In the decade, non-optimal (this is being kind) storage architectures were used in all manner of clusters. Sadly, the IO performance is a very important aspect of HPC systems, one often (sadly) overlooked until it causes significant pain. Specifically we have seen large multi-terabyte storage systems served off of a single gigabit port. This is wrong at many levels.
During the decade, several technological shifts occurred. Sun designed a moderately good file system in ZFS, and then, as with their failed compute cloud offering, proceeded to lock it up into Solaris. They went as far as to speciously claim it was open source, as it was covered by the CDDL or some such license. Rendering it incompatible with the other open source OS products of note, specifically one that Sun had a very schizophrenic relationship with. Its sort of like claiming white chocolate is chocolate. Yeah, they both have chocolate in the name. Thats about as far as it goes. Same with the open source claims here.
This effectively relegated ZFS to be constrained to the rapidly declining Solaris platform. ZFS has some nice features, but the baggage?
Nexenta looked to solve that problem by wrapping the Debian userspace tools around the Solaris kernel. Its a partial step, but not what is fully needed. Nexenta offers now an appliance OS so that you can use their tools to create large centralized storage. Competitive with OpenFiler, Open-E, FalconStor and many others.
But the lack of this sort of file system for Linux led Chris Mason to start work on BTRFS. Its a long story, and again, Sun ideologues do attack this as not being on par with ZFS. They are sadly mistaken, it is significant in terms of design improvements over ZFS … everything is a btree+ … well, look online for documents, and specifically Val Hanson’s discussion of the two. I’ll link to this from LWN shortly.
But this isn’t the only interesting HPC filesystem … not that BTRFS is HPC specific, but it has great utility in HPC. NILFS2 is a remarkable technology … a log structured file system, designed to make snapshots and other operations trivial and fast. BTRFS also makes snapshots trivial and fast. NILFS2 is potentially one of the best SSD file systems out there …
… which provides a segue into talking about the physical storage devices. Physical storage has been defined for decades by magnetic disk. Small electromechanical heads flying above polished, spinning rust. Writing bits meant magnetic operations ??? put a current through a loop to write a bit one way or the other. Reading bits meant flying the head above the surface and watching the corresponding signal pattern. Some newer technology in here, Magneto-Resistance. Giant Magneto-Resistance (I attended some colloquia on that in 1991 or 1992 as I remember). But the basic technology involves moving parts, which induces latency and reduces bandwidth.
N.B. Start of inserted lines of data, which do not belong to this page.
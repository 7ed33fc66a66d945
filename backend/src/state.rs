use std::sync::Arc;

use crate::{config::Config, repositories::user::UserStore, services::session::SessionService};

/// Shared application state handed to every handler and the auth guard.
#[derive(Clone)]
pub struct AppState {
    pub users: Arc<dyn UserStore>,
    pub sessions: Arc<SessionService>,
    pub config: Config,
}

impl AppState {
    pub fn new(users: Arc<dyn UserStore>, sessions: Arc<SessionService>, config: Config) -> Self {
        Self {
            users,
            sessions,
            config,
        }
    }
}
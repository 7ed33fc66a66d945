use std::env;

#[derive(Debug, Clone)]
pub struct Config {
    pub database_url: String,
    /// When unset the server falls back to the in-memory session store.
    pub redis_url: Option<String>,
    pub redis_pool_size: u32,
    pub redis_connect_timeout: u64,
    pub jwt_secret: String,
    pub session_ttl_minutes: u64,
    pub session_key_prefix: String,
    pub bind_addr: String,
    pub cors_allow_origins: Vec<String>,
}

impl Config {
    pub fn load() -> anyhow::Result<Self> {
        dotenvy::dotenv().ok();

        let database_url = env::var("DATABASE_URL")
            .unwrap_or_else(|_| "postgres://localhost/sessiongate".to_string());

        let redis_url = env::var("REDIS_URL").ok().filter(|url| !url.is_empty());

        let redis_pool_size = env::var("REDIS_POOL_SIZE")
            .unwrap_or_else(|_| "10".to_string())
            .parse()
            .unwrap_or(10);

        let redis_connect_timeout = env::var("REDIS_CONNECT_TIMEOUT")
            .unwrap_or_else(|_| "5".to_string())
            .parse()
            .unwrap_or(5);

        let jwt_secret = env::var("JWT_SECRET")
            .unwrap_or_else(|_| "your-secret-key-change-this-in-production".to_string());

        let session_ttl_minutes = env::var("SESSION_TTL_MINUTES")
            .unwrap_or_else(|_| "60".to_string())
            .parse()
            .unwrap_or(60);

        let session_key_prefix =
            env::var("SESSION_KEY_PREFIX").unwrap_or_else(|_| "sessiongate:".to_string());

        let bind_addr = env::var("BIND_ADDR").unwrap_or_else(|_| "0.0.0.0:3000".to_string());

        let cors_allow_origins = env::var("CORS_ALLOW_ORIGINS")
            .unwrap_or_else(|_| "*".to_string())
            .split(',')
            .map(|origin| origin.trim().to_string())
            .filter(|origin| !origin.is_empty())
            .collect();

        Ok(Config {
            database_url,
            redis_url,
            redis_pool_size,
            redis_connect_timeout,
            jwt_secret,
            session_ttl_minutes,
            session_key_prefix,
            bind_addr,
            cors_allow_origins,
        })
    }
}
What if we could take the moving parts out of the equation? Seriously, what if we could make all this electronic? So that seeks … moving heads to a specific location, requiring on average 1/2 of a disk spin in addition to the head motion time, were effectively eliminated? Moreover, what if the rate limitation for reading data had less to do with the rate of spin, and more to do with the flow of current/signal?
Such is flash memory. And SSDs (Solid State Disk) as an instance of flash memory. No moving parts. Head crashes are things of the past.
Here we invoke Landman’s rule of problem solving: You never solve a problem. You only exchange one problem for another. You try to exchange for problems you can deal with addressing.
Disks dying are a thing of the past … well … sort of. Now we have to deal with write caches, wear leveling, yadda yadda yadda.
SSDs don’t work so well with their write cache off. Which makes many in the database world ask why they should use them. I think this is a technological issue, that will be solved.
Bigger picture, will SSDs eventually displace spinning rust? Or will some new technology displace spinning rust?
I do think spinning rust has an expiration date on it. This said, I’ve been notoriously wrong about silicon technology (hey, I researched GaAs, arguably a competitive material, for my thesis) and its longevity. We will talk more about that in prognostication posts.
I have a friend who, right before he left grad school in 1990, wrote all his directories onto a Vax tape. His reasoning was that Vax tape would be around forever.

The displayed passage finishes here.